Yes, my doctor is absolutley helping me with my taper. You ask if I found this an easier route to coming off... it is a route that I chose that is working for me. My doctor offered to put me in the hospital, but it was not what I wanted to do. A psychiatrist offered to put me on Subutex, another route off, but that was not what I wanted. A taper just felt most comforatble for me. Others choose other routes. You have to find the one that seems to best fit you. My hubby doles out my meds per the doctor as a safety net. I don't know where they are and I don't want to know.

Is complete honesty a necessity? In my opinion, absolutley. Without full disclosure, how can we get the best help possible? And the best help is what we need. I even fessed up to the doctor at the start that I had recently been using Nyquil as well as my meds and I told him because it just hit me that I had started using it every night to help me get to sleep and that I didn't have a cold everynight. Full disclosure.
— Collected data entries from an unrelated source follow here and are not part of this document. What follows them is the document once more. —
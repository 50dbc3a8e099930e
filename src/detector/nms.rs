//! Greedy non-maximum suppression

use std::cmp::Ordering;

use super::detection::Detection;

/// Keeps the strongest box of every group of overlapping boxes
///
/// Boxes are visited by descending confidence (ties keep input order); a
/// box is dropped when its IoU with an already kept box exceeds
/// `iou_threshold`. The result is ordered by descending confidence.
pub fn non_max_suppression(detections: &[Detection], iou_threshold: f64) -> Vec<Detection> {
    let mut order: Vec<usize> = (0..detections.len()).collect();
    order.sort_by(|&a, &b| {
        detections[b].confidence
            .partial_cmp(&detections[a].confidence)
            .unwrap_or(Ordering::Equal)
    });

    let mut kept: Vec<Detection> = Vec::new();
    for index in order {
        let candidate = detections[index];
        if kept.iter().all(|k| k.bbox.iou(&candidate.bbox) <= iou_threshold) {
            kept.push(candidate);
        }
    }

    kept
}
D, I have no doubt that you are a wonderful mom and wife. Smiles. And I have no doubt how concerned you are about that. For a long time, the meds controlled pain for me and I did, indeed, function better for a long time. However, what eventually, and inevitably, will happen is that slowly changes will occur in us. As tolerance builds, more and more opiate is needed for the same effect. Then there comes a saturation point and suddenly the opiate is being used for much more than pain. And slowly, slyly, sneakily, it overtakes who we really are. I slowly began to retreat. More time alone. More time needed to rest and recuperate. It came to a point where the opiate put me into such horrible depression that I was no longer the functioning, hard working, fun loving person I used to be.

I guess the deciding factor was when I asked myself, "Is my life better on these med or off?" And the answer slapped me in the face. I didn't even have a real life on them. I was only a shell of who I had been. At my doctor's office that day, my decision was made. I wanted my life back.

I am getting my life back now. The depression is slowly lifting, I am starting to laugh again this week. I am starting to see a glimmer of "me" again.

Can you kick it? Yep, you can. Choose whatever course feels right for you. Know that it will be one of the hardest things you have ever done. Fight for it as though your life depends on it, because your life is exactly what the fight is about. Come back and post. Come back and share.